> ACTIVITY:
Nothing in the records may be changed; reproduce all of them.

(Beginning of INFORMATION PROVIDED)

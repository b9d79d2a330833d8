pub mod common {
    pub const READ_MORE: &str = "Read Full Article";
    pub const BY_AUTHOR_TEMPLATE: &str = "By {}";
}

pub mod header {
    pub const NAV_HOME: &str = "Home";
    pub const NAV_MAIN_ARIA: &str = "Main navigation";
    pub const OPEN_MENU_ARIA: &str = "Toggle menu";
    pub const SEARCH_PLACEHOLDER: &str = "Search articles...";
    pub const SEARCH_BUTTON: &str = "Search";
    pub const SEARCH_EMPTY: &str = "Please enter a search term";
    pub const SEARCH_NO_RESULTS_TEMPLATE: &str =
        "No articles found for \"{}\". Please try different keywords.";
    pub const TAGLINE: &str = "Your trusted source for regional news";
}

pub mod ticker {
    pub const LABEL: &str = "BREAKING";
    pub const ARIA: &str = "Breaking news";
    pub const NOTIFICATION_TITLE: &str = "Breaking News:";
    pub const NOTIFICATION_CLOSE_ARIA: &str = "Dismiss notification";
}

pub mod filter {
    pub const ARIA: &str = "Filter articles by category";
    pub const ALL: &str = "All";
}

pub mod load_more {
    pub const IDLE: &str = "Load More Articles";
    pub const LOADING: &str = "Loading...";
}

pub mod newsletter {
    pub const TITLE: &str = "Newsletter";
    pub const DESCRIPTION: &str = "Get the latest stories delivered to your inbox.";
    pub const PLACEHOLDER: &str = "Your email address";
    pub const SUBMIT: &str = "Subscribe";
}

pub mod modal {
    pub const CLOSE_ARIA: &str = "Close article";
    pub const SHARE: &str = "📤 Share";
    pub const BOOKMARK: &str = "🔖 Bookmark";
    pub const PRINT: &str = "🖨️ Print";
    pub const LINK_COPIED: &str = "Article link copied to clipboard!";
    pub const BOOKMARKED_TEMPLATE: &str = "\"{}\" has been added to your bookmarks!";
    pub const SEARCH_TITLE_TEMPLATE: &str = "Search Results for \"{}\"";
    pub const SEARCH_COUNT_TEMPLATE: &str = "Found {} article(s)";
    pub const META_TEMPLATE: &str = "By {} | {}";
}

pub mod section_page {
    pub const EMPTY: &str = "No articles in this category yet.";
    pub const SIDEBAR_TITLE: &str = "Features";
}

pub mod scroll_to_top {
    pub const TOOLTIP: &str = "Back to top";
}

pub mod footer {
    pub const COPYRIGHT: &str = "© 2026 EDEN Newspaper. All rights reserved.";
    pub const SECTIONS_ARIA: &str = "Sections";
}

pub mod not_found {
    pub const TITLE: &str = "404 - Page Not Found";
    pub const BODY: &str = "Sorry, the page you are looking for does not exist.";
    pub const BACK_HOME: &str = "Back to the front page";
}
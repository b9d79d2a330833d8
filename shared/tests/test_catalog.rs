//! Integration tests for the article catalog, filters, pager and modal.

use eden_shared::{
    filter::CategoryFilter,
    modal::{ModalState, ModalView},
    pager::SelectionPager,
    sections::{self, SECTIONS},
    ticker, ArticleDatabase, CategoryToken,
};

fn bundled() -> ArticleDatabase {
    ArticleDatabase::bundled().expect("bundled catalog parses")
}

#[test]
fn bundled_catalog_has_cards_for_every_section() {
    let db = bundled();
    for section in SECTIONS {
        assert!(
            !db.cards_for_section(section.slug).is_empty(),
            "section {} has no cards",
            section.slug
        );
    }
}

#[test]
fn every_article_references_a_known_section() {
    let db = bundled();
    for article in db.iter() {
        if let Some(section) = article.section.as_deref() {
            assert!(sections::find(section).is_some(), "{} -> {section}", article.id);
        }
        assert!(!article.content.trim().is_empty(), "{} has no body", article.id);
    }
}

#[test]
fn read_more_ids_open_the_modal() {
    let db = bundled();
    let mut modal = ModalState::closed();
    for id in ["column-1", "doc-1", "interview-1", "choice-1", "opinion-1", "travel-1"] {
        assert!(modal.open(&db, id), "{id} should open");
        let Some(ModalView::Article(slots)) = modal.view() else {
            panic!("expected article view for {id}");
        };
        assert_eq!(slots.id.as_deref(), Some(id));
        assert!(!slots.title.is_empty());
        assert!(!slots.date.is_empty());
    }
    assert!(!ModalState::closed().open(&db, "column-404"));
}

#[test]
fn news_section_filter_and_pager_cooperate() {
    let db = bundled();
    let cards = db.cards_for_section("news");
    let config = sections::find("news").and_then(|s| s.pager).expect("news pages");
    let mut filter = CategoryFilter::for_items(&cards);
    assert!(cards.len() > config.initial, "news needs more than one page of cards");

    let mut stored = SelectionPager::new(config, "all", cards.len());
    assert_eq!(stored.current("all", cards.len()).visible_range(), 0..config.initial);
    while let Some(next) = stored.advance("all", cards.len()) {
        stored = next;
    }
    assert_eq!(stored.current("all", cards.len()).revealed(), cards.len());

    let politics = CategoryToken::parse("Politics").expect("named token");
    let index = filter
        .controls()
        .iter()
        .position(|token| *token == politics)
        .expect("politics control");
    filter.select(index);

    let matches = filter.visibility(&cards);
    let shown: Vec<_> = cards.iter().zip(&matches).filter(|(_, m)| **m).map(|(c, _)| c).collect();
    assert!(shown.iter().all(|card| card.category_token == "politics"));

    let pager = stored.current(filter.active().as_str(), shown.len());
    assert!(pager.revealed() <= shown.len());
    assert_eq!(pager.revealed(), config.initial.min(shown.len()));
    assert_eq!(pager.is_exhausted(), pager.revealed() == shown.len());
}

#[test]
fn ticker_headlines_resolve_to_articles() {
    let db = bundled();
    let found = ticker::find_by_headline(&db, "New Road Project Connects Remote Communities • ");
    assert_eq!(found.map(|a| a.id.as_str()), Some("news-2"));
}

(End of INFORMATION PROVIDED)

> RESPONSE BELOW:
repository b9d79d2a330833d8
pub mod common {
    pub const READ_MORE: &str = "Read Full Article";
    pub const BY_AUTHOR_TEMPLATE: &str = "By {}";
}

pub mod header {
    pub const NAV_HOME: &str = "Home";
    pub const NAV_MAIN_ARIA: &str = "Main navigation";
    pub const OPEN_MENU_ARIA: &str = "Toggle menu";
    pub const SEARCH_PLACEHOLDER: &str = "Search articles...";
    pub const SEARCH_BUTTON: &str = "Search";
    pub const SEARCH_EMPTY: &str = "Please enter a search term";
    pub const SEARCH_NO_RESULTS_TEMPLATE: &str =
        "No articles found for \"{}\". Please try different keywords.";
    pub const TAGLINE: &str = "Your trusted source for regional news";
}

pub mod ticker {
    pub const LABEL: &str = "BREAKING";
    pub const ARIA: &str = "Breaking news";
    pub const NOTIFICATION_TITLE: &str = "Breaking News:";
    pub const NOTIFICATION_CLOSE_ARIA: &str = "Dismiss notification";
}

pub mod filter {
    pub const ARIA: &str = "Filter articles by category";
    pub const ALL: &str = "All";
}

pub mod load_more {
    pub const IDLE: &str = "Load More Articles";
    pub const LOADING: &str = "Loading...";
}

pub mod newsletter {
    pub const TITLE: &str = "Newsletter";
    pub const DESCRIPTION: &str = "Get the latest stories delivered to your inbox.";
    pub const PLACEHOLDER: &str = "Your email address";
    pub const SUBMIT: &str = "Subscribe";
}

pub mod modal {
    pub const CLOSE_ARIA: &str = "Close article";
    pub const SHARE: &str = "📤 Share";
    pub const BOOKMARK: &str = "🔖 Bookmark";
    pub const PRINT: &str = "🖨️ Print";
    pub const LINK_COPIED: &str = "Article link copied to clipboard!";
    pub const BOOKMARKED_TEMPLATE: &str = "\"{}\" has been added to your bookmarks!";
    pub const SEARCH_TITLE_TEMPLATE: &str = "Search Results for \"{}\"";
    pub const SEARCH_COUNT_TEMPLATE: &str = "Found {} article(s)";
    pub const META_TEMPLATE: &str = "By {} | {}";
}

pub mod section_page {
    pub const EMPTY: &str = "No articles in this category yet.";
    pub const SIDEBAR_TITLE: &str = "Features";
}

pub mod scroll_to_top {
    pub const TOOLTIP: &str = "Back to top";
}

pub mod footer {
    pub const COPYRIGHT: &str = "© 2026 EDEN Newspaper. All rights reserved.";
    pub const SECTIONS_ARIA: &str = "Sections";
}

pub mod not_found {
    pub const TITLE: &str = "404 - Page Not Found";
    pub const BODY: &str = "Sorry, the page you are looking for does not exist.";
    pub const BACK_HOME: &str = "Back to the front page";
}
repository b9d79d2a330833d8
filename shared/tests/test_catalog.rs
//! Integration tests for the article catalog, filters, pager and modal.

use eden_shared::{
    filter::CategoryFilter,
    modal::{ModalState, ModalView},
    pager::SelectionPager,
    sections::{self, SECTIONS},
    ticker, ArticleDatabase, CategoryToken,
};

fn bundled() -> ArticleDatabase {
    ArticleDatabase::bundled().expect("bundled catalog parses")
}

#[test]
fn bundled_catalog_has_cards_for_every_section() {
    let db = bundled();
    for section in SECTIONS {
        assert!(
            !db.cards_for_section(section.slug).is_empty(),
            "section {} has no cards",
            section.slug
        );
    }
}

#[test]
fn every_article_references_a_known_section() {
    let db = bundled();
    for article in db.iter() {
        if let Some(section) = article.section.as_deref() {
            assert!(sections::find(section).is_some(), "{} -> {section}", article.id);
        }
        assert!(!article.content.trim().is_empty(), "{} has no body", article.id);
    }
}

#[test]
fn read_more_ids_open_the_modal() {
    let db = bundled();
    let mut modal = ModalState::closed();
    for id in ["column-1", "doc-1", "interview-1", "choice-1", "opinion-1", "travel-1"] {
        assert!(modal.open(&db, id), "{id} should open");
        let Some(ModalView::Article(slots)) = modal.view() else {
            panic!("expected article view for {id}");
        };
        assert_eq!(slots.id.as_deref(), Some(id));
        assert!(!slots.title.is_empty());
        assert!(!slots.date.is_empty());
    }
    assert!(!ModalState::closed().open(&db, "column-404"));
}

#[test]
fn news_section_filter_and_pager_cooperate() {
    let db = bundled();
    let cards = db.cards_for_section("news");
    let config = sections::find("news").and_then(|s| s.pager).expect("news pages");
    let mut filter = CategoryFilter::for_items(&cards);
    assert!(cards.len() > config.initial, "news needs more than one page of cards");

    let mut stored = SelectionPager::new(config, "all", cards.len());
    assert_eq!(stored.current("all", cards.len()).visible_range(), 0..config.initial);
    while let Some(next) = stored.advance("all", cards.len()) {
        stored = next;
    }
    assert_eq!(stored.current("all", cards.len()).revealed(), cards.len());

    let politics = CategoryToken::parse("Politics").expect("named token");
    let index = filter
        .controls()
        .iter()
        .position(|token| *token == politics)
        .expect("politics control");
    filter.select(index);

    let matches = filter.visibility(&cards);
    let shown: Vec<_> = cards.iter().zip(&matches).filter(|(_, m)| **m).map(|(c, _)| c).collect();
    assert!(shown.iter().all(|card| card.category_token == "politics"));

    let pager = stored.current(filter.active().as_str(), shown.len());
    assert!(pager.revealed() <= shown.len());
    assert_eq!(pager.revealed(), config.initial.min(shown.len()));
    assert_eq!(pager.is_exhausted(), pager.revealed() == shown.len());
}

#[test]
fn ticker_headlines_resolve_to_articles() {
    let db = bundled();
    let found = ticker::find_by_headline(&db, "New Road Project Connects Remote Communities • ");
    assert_eq!(found.map(|a| a.id.as_str()), Some("news-2"));
}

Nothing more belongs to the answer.